Holocaust Memorial Day 2025: a statement
27 January 2025
Today, January 27, is Holocaust Memorial Day, and it marks the moment 80 years ago in 1945 when soldiers of the Red Army liberated the survivors of the Nazi regime’s Auschwitz-Birkenau concentration camp.
The numbers are staggering. Of the 1.3 million people sent there, some 1.1 million were murdered. Of these, nearly one million were Jews, with the vast majority, around 850,000, gassed on arrival. The other victims included 75,000 non-Jewish Poles, Roma, and Soviet PoWs. Gay men and lesbians, Jehovah’s Witnesses, disabled people, those with opposing political views, priests and nuns, and anyone thought “undesirable” were targeted, imprisoned, and murdered. Not all were gassed: starvation, illness, being worked to death, and summary executions accounted for thousands more. Millions more were murdered in other German concentration camps and those built by her allies.
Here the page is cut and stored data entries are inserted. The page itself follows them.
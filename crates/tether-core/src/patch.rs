// SPDX-License-Identifier: Apache-2.0
//! Patch shapes: the desired-state delta and its unapplied remainder.

use std::collections::BTreeMap;

use crate::ident::{ObjectRef, RefId};
use crate::value::VirtualValue;

/// Desired state of one synced node.
///
/// A virtual instance is consumed once during apply and then discarded; it is
/// a description, not a handle.
#[derive(Debug, Clone, PartialEq)]
pub struct VirtualInstance {
    /// Stable identifier of the node.
    pub id: RefId,
    /// Class the live object must have.
    pub class_name: String,
    /// Name the live object must have.
    pub name: String,
    /// Declared properties by name.
    pub properties: BTreeMap<String, VirtualValue>,
    /// Ids of declared children, in order.
    pub children: Vec<RefId>,
    /// Declared parent id.
    ///
    /// For patch additions this must resolve through the patch's `added` set
    /// or the identity map (a parentless addition is a malformed patch).
    /// `None` is reserved for single-node instances synthesized internally
    /// during class rebuild.
    pub parent: Option<RefId>,
}

impl VirtualInstance {
    /// Creates an empty instance description.
    pub fn new(id: impl Into<RefId>, class_name: impl Into<String>, name: impl Into<String>) -> Self {
        Self {
            id: id.into(),
            class_name: class_name.into(),
            name: name.into(),
            properties: BTreeMap::new(),
            children: Vec::new(),
            parent: None,
        }
    }
}

/// One entry of a patch's removal list.
#[derive(Debug, Clone, PartialEq, Eq)]
pub enum RemovalTarget {
    /// Remove the object bound to this stable id.
    Id(RefId),
    /// Remove this live object directly (it may be unmanaged).
    Object(ObjectRef),
}

/// Requested changes to one existing node.
#[derive(Debug, Clone, PartialEq)]
pub struct InstanceUpdate {
    /// Stable identifier of the target node.
    pub id: RefId,
    /// New name, when the name changed.
    pub changed_name: Option<String>,
    /// New class, when the class changed. Forces a destroy-and-rebuild that
    /// preserves children and detaches (never destroys) the original object.
    pub changed_class_name: Option<String>,
    /// Changed properties by name.
    pub changed_properties: BTreeMap<String, VirtualValue>,
    /// Opaque sync metadata. Unsupported in this version: always returned
    /// unapplied.
    pub changed_metadata: Option<VirtualValue>,
}

impl InstanceUpdate {
    /// Creates an update with no requested changes.
    pub fn new(id: impl Into<RefId>) -> Self {
        Self {
            id: id.into(),
            changed_name: None,
            changed_class_name: None,
            changed_properties: BTreeMap::new(),
            changed_metadata: None,
        }
    }

    /// Returns `true` when the update requests nothing.
    #[must_use]
    pub fn is_noop(&self) -> bool {
        self.changed_name.is_none()
            && self.changed_class_name.is_none()
            && self.changed_properties.is_empty()
            && self.changed_metadata.is_none()
    }
}

/// A desired-state delta over the live tree.
///
/// The same shape doubles as the unapplied remainder returned by
/// [`crate::PatchEngine::apply`]: an empty patch means full success.
#[derive(Debug, Clone, Default, PartialEq)]
pub struct Patch {
    /// Objects to remove, by id or by direct handle.
    pub removed: Vec<RemovalTarget>,
    /// Subtrees to materialize, keyed by stable id.
    pub added: BTreeMap<RefId, VirtualInstance>,
    /// Changes to existing nodes.
    pub updated: Vec<InstanceUpdate>,
}

impl Patch {
    /// Creates an empty patch.
    #[must_use]
    pub fn new() -> Self {
        Self::default()
    }

    /// Returns `true` when the patch contains nothing to apply.
    #[must_use]
    pub fn is_empty(&self) -> bool {
        self.removed.is_empty() && self.added.is_empty() && self.updated.is_empty()
    }

    /// Total number of entries across all three sections.
    #[must_use]
    pub fn total_len(&self) -> usize {
        self.removed.len() + self.added.len() + self.updated.len()
    }

    /// Adds an added-node description.
    pub fn insert_added(&mut self, instance: VirtualInstance) {
        self.added.insert(instance.id.clone(), instance);
    }

    /// Merges a failure update into `updated`.
    ///
    /// Records targeting the same id are unioned: scalar fields take the
    /// newer value when set, and `changed_properties` merge keyed by property
    /// name with the most recent write winning on conflict.
    pub fn push_update(&mut self, update: InstanceUpdate) {
        if update.is_noop() {
            return;
        }
        if let Some(existing) = self.updated.iter_mut().find(|u| u.id == update.id) {
            if update.changed_name.is_some() {
                existing.changed_name = update.changed_name;
            }
            if update.changed_class_name.is_some() {
                existing.changed_class_name = update.changed_class_name;
            }
            if update.changed_metadata.is_some() {
                existing.changed_metadata = update.changed_metadata;
            }
            existing.changed_properties.extend(update.changed_properties);
        } else {
            self.updated.push(update);
        }
    }

    /// Merges every entry of `other` into `self`.
    pub fn merge(&mut self, other: Self) {
        self.removed.extend(other.removed);
        self.added.extend(other.added);
        for update in other.updated {
            self.push_update(update);
        }
    }
}

#[cfg(test)]
mod tests {
    use super::*;
    use crate::value::PropertyValue;

    #[test]
    fn push_update_unions_by_id_last_wins() {
        let mut patch = Patch::new();

        let mut first = InstanceUpdate::new("node");
        first
            .changed_properties
            .insert("Size".to_owned(), VirtualValue::str("old"));
        patch.push_update(first);

        let mut second = InstanceUpdate::new("node");
        second
            .changed_properties
            .insert("Size".to_owned(), VirtualValue::str("new"));
        second
            .changed_properties
            .insert("Color".to_owned(), VirtualValue::str("red"));
        patch.push_update(second);

        assert_eq!(patch.updated.len(), 1);
        let merged = &patch.updated[0];
        assert_eq!(merged.changed_properties.len(), 2);
        assert_eq!(
            merged.changed_properties.get("Size"),
            Some(&VirtualValue::Primitive(PropertyValue::Str("new".to_owned())))
        );
    }

    #[test]
    fn noop_updates_are_dropped() {
        let mut patch = Patch::new();
        patch.push_update(InstanceUpdate::new("idle"));
        assert!(patch.is_empty());
    }
}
The Holocaust is a uniquely Jewish event, but; genocide is not. In the lifetimes of many of us, there have been genocides in Darfur, in Cambodia and Rwanda. Genocides in East Timor and of the Rohingya, and 2025 sees the 30th anniversary of Srebrenica and the Bosnian genocide… The list goes on.
On Holocaust Memorial Day, we in SSAFA will take a moment of reflection for the millions of lives cruelly taken during the Nazi terror, and in subsequent genocides, those who survived, and their families.